Stored records
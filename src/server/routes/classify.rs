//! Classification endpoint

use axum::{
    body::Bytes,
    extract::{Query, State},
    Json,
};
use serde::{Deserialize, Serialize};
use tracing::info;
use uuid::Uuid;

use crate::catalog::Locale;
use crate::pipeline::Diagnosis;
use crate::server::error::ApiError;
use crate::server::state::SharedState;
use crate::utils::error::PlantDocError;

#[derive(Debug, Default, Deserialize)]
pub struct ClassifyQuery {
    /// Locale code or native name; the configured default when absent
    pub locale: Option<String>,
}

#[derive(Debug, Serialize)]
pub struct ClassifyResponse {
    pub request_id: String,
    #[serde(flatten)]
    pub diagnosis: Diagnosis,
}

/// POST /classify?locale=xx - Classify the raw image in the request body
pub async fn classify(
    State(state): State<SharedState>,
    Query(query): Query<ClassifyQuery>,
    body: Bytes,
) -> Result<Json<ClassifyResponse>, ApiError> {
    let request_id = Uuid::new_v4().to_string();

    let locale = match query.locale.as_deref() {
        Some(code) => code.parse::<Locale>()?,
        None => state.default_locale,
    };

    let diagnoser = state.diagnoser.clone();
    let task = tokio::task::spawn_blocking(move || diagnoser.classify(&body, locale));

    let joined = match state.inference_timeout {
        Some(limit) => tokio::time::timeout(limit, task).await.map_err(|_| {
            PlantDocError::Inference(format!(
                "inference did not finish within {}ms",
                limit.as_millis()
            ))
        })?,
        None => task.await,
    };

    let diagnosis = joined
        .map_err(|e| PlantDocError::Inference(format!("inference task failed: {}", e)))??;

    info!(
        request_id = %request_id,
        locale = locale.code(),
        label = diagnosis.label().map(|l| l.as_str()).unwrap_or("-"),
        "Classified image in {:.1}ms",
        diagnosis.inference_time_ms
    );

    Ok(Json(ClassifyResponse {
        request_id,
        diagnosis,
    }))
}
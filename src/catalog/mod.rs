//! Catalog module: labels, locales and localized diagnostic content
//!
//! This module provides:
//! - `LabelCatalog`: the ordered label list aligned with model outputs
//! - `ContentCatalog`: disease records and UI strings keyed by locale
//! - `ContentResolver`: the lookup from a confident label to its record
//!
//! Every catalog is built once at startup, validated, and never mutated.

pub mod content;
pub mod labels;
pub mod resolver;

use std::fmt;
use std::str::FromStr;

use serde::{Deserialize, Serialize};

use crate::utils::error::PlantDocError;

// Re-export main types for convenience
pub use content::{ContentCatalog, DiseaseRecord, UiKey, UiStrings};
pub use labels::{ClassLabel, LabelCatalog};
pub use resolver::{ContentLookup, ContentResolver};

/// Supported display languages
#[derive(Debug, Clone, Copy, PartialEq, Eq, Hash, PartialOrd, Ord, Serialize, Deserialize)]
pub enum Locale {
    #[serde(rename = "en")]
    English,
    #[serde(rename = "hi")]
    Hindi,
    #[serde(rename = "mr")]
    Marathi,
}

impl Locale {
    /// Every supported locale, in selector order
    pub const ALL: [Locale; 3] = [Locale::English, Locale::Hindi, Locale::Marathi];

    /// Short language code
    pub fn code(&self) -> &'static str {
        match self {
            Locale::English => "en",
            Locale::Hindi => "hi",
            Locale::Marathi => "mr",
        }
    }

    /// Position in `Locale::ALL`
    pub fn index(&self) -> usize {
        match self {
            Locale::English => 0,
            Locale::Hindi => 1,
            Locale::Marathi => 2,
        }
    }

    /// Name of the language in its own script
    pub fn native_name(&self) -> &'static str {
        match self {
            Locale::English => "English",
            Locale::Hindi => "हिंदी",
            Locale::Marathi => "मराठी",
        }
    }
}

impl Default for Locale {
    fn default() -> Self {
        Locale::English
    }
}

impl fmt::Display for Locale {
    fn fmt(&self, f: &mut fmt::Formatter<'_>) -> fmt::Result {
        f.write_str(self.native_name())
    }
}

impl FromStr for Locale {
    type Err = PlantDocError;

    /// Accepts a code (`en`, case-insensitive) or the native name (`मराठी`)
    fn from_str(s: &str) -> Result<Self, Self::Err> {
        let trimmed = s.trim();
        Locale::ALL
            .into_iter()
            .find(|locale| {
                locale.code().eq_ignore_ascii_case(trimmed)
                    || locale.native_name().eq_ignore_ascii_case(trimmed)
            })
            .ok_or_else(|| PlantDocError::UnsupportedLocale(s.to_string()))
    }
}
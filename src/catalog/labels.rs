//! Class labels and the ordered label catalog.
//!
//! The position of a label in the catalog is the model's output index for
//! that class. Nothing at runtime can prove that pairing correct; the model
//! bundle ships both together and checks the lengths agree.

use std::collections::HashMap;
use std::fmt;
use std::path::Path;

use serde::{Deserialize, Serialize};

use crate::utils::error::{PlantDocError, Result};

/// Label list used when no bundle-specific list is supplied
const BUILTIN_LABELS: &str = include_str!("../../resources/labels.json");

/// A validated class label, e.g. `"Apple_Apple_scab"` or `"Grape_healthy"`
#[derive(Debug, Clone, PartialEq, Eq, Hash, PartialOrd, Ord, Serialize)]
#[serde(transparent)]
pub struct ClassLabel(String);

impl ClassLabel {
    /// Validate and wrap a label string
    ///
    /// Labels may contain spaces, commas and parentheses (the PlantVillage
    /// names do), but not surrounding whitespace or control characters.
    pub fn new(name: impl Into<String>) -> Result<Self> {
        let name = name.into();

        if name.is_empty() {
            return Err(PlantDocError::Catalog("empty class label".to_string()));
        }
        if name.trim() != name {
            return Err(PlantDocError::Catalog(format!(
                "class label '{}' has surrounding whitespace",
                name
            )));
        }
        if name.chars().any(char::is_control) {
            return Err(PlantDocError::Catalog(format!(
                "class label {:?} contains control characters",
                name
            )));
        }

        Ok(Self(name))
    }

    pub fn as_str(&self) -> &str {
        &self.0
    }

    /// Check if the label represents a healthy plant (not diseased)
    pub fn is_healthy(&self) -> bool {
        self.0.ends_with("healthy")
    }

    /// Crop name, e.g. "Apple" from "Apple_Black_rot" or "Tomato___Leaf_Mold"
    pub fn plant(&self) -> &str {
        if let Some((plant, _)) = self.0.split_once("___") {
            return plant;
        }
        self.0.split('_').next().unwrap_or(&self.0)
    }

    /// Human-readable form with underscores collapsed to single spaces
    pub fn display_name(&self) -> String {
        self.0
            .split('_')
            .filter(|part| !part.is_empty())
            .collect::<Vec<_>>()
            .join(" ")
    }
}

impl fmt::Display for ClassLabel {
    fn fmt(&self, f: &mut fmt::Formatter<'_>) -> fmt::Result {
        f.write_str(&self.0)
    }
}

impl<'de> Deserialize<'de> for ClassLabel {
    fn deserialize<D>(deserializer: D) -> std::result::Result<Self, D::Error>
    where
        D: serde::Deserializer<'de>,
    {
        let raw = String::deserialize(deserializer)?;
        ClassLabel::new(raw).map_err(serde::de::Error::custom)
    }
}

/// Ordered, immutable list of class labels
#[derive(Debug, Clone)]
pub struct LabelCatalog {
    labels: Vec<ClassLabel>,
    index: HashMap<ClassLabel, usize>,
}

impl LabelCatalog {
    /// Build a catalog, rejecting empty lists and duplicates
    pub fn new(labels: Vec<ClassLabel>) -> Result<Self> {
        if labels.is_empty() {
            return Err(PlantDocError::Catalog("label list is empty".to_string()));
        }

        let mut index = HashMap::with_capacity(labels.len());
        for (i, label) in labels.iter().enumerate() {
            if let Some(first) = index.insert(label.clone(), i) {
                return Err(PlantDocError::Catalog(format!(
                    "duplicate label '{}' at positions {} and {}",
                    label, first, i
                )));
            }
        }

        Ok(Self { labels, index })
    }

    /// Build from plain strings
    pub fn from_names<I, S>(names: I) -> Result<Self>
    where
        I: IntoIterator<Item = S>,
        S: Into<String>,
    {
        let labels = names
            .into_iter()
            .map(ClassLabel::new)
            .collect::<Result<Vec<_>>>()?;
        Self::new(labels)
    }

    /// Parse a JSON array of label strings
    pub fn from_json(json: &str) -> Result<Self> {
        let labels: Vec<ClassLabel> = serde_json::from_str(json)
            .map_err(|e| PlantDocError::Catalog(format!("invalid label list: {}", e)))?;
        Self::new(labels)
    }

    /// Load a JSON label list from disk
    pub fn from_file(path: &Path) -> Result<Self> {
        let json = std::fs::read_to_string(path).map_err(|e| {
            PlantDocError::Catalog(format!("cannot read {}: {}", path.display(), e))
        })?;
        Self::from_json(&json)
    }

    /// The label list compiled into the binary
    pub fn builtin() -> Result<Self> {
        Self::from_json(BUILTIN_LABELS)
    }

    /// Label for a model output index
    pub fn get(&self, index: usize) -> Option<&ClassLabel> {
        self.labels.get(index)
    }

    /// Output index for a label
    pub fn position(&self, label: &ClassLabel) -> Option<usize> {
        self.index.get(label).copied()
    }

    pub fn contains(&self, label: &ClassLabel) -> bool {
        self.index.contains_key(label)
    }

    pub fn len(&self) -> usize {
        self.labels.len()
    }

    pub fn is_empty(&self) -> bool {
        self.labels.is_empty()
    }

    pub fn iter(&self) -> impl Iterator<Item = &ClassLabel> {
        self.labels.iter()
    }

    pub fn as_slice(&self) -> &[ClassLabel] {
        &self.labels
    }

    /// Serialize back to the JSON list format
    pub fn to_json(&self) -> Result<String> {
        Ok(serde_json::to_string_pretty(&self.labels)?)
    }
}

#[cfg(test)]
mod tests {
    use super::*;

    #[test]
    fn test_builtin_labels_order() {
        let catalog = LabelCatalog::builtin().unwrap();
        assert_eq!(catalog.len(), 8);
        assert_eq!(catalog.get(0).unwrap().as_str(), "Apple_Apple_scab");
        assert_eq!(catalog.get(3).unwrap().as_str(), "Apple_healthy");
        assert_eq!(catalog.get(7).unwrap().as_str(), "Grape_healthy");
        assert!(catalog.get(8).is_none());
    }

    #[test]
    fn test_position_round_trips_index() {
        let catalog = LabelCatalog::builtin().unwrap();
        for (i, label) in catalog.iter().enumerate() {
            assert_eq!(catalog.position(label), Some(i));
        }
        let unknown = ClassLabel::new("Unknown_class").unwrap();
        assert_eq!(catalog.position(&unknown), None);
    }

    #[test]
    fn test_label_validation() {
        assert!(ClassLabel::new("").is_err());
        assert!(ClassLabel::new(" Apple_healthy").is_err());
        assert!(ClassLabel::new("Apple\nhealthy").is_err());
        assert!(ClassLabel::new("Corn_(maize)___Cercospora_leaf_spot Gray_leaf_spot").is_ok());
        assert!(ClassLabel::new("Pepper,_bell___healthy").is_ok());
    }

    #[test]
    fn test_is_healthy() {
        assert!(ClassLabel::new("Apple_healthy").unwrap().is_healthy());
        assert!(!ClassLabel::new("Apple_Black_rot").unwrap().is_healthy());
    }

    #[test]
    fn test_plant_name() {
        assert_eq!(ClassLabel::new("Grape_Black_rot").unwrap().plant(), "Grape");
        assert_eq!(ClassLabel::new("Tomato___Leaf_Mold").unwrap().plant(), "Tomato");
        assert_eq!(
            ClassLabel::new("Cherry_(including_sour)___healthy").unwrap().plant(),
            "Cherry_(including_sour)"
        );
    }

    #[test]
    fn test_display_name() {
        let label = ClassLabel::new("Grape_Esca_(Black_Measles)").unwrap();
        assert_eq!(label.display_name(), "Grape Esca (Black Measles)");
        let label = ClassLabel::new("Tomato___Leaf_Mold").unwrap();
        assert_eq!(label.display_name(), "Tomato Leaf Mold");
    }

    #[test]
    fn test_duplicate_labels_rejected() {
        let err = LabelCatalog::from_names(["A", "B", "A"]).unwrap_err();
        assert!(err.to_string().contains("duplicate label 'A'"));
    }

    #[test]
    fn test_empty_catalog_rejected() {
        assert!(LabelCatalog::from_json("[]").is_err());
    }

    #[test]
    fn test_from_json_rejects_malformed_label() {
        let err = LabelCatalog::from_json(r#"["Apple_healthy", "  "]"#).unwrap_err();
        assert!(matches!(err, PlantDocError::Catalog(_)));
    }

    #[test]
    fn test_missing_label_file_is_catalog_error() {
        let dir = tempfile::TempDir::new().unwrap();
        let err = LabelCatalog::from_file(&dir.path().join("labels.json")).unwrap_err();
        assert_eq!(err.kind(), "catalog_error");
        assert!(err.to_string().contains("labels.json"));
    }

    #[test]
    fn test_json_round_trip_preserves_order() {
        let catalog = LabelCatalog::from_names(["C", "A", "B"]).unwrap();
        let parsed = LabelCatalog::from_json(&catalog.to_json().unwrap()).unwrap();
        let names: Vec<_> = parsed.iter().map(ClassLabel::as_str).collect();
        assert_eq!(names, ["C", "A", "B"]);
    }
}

» Task brief: Which lines of the data contain the string "spaces"? Copy each of them.

» Finished task:
    /// Labels may contain spaces, commas and parentheses (the PlantVillage
    /// Human-readable form with underscores collapsed to single spaces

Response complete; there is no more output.